Writing blog posts for a small business niche site can certainly feel unglamorous. The posts don’t necessarily generate huge amounts of traffic or garner tons of comments.
However, the importance of this basic step, as part of your overall small business social media footprint, cannot be stressed enough.
Consistent posting can lead to improved Google rankings, increased authority in your niche topic, and most importantly, additional avenues to reach your potential customers.
As a “real life” example for you, I am going to outline my strategy and how I go about creating web content that promotes my venture while at the same time is:
- Trust building
Step 1: Before I write a word I determine what my goals are. For the purposes of this little tutorial, and my real life example over at Culebra Blog, my goals were to create a post that:
- Had a catchy title that might draw in readers.
- Included photos that would give people a sense of Culebra’s beaches.
- Incorporated keywords that had the potential to rank well in Google.
Step 2: With the above goals in mind, I referenced the Google Keyword Tool and did some queries to see what people were searching for with respect to the term, “Culebra.”
Step 3: From the info gathered with the KeyWord Tool I decided to do a post on Culebra’s beaches, which in and of itself is an okay title, but it doesn’t really have a catchy hook. So, I crafted the title – – 5 Culebra Beach Pictures that Will Make You Want a Vacation.
Step 4: Then it was time to find five really nice beach pictures with the Filckr search tool CompFight (h/t Seth Simonds).
Step 5: I downloaded the photos and sized them using Photoshop, and came up with an opening line for the blog post that would hopefully interest readers.
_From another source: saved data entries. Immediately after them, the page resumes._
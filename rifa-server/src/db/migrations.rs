//! Schema bootstrap for the raffle tables
//!
//! Idempotent CREATE TABLE / CREATE INDEX statements run at startup. Two
//! partial unique indexes carry the ledger invariants the application code
//! must never be trusted with alone:
//!
//! - at most one non-cancelled order per slot
//! - at most one winner-eligible slot per scope

use sqlx::PgPool;

/// Run all migrations.
pub async fn run(pool: &PgPool) -> Result<(), sqlx::Error> {
    tracing::info!("Running raffle migrations...");

    sqlx::query(
        r#"
        CREATE TABLE IF NOT EXISTS slots (
            id BIGSERIAL PRIMARY KEY,
            name TEXT NOT NULL,
            price NUMERIC(10, 2) NOT NULL,
            status TEXT NOT NULL DEFAULT 'available'
                CHECK (status IN ('available', 'reserved', 'sold')),
            winner_eligible BOOLEAN NOT NULL DEFAULT FALSE,
            usuario_id BIGINT,
            created_at TIMESTAMPTZ NOT NULL DEFAULT NOW()
        )
        "#,
    )
    .execute(pool)
    .await?;

    sqlx::query(
        r#"
        CREATE TABLE IF NOT EXISTS orders (
            id UUID PRIMARY KEY DEFAULT gen_random_uuid(),
            slot_id BIGINT NOT NULL REFERENCES slots(id) ON DELETE CASCADE,
            buyer_name TEXT NOT NULL,
            buyer_phone TEXT NOT NULL,
            status TEXT NOT NULL DEFAULT 'pending'
                CHECK (status IN ('pending', 'confirmed', 'cancelled')),
            usuario_id BIGINT,
            created_at TIMESTAMPTZ NOT NULL DEFAULT NOW()
        )
        "#,
    )
    .execute(pool)
    .await?;

    // One active (non-cancelled) order per slot, enforced by the database
    // even if two purchase transactions interleave.
    sqlx::query(
        r#"
        CREATE UNIQUE INDEX IF NOT EXISTS orders_one_active_per_slot
        ON orders (slot_id)
        WHERE status <> 'cancelled'
        "#,
    )
    .execute(pool)
    .await?;

    // One winner-eligible slot per scope. COALESCE folds the unscoped
    // (NULL usuario_id) raffle into its own bucket.
    sqlx::query(
        r#"
        CREATE UNIQUE INDEX IF NOT EXISTS slots_one_winner_per_scope
        ON slots ((COALESCE(usuario_id, -1)))
        WHERE winner_eligible
        "#,
    )
    .execute(pool)
    .await?;

    sqlx::query(
        r#"
        CREATE INDEX IF NOT EXISTS orders_slot_id_idx ON orders (slot_id)
        "#,
    )
    .execute(pool)
    .await?;

    sqlx::query(
        r#"
        CREATE TABLE IF NOT EXISTS raffle_settings (
            id INT PRIMARY KEY CHECK (id = 1),
            slot_price NUMERIC(10, 2) NOT NULL,
            prize_description TEXT NOT NULL,
            updated_at TIMESTAMPTZ NOT NULL DEFAULT NOW()
        )
        "#,
    )
    .execute(pool)
    .await?;

    tracing::info!("Migrations complete");
    Ok(())
}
Step 6: One of the most important steps, I placed my business website at the bottom of the post, added some relevant keywords and hit publish.
*You can see the post here: 5 Culebra Beach Pictures that Will Make You Want a Vacation
Step 7: The next morning I Googled the phrase “Culebra Beach Pictures,” and like magic, I am on now the front page of 77,200 search results.
Not bad for a half-hours worth of work on a Friday evening!
Why do I call this post successful? Because all of the goals that I set out above were met.
As a final note, when it comes to your small business blog, it’s important to remember that you might not have a huge subscriber base like Seth Godin, Brian Clark, Chris Brogan, or Darren Rowse, but what matters most is that YOUR potential customers are able to find you.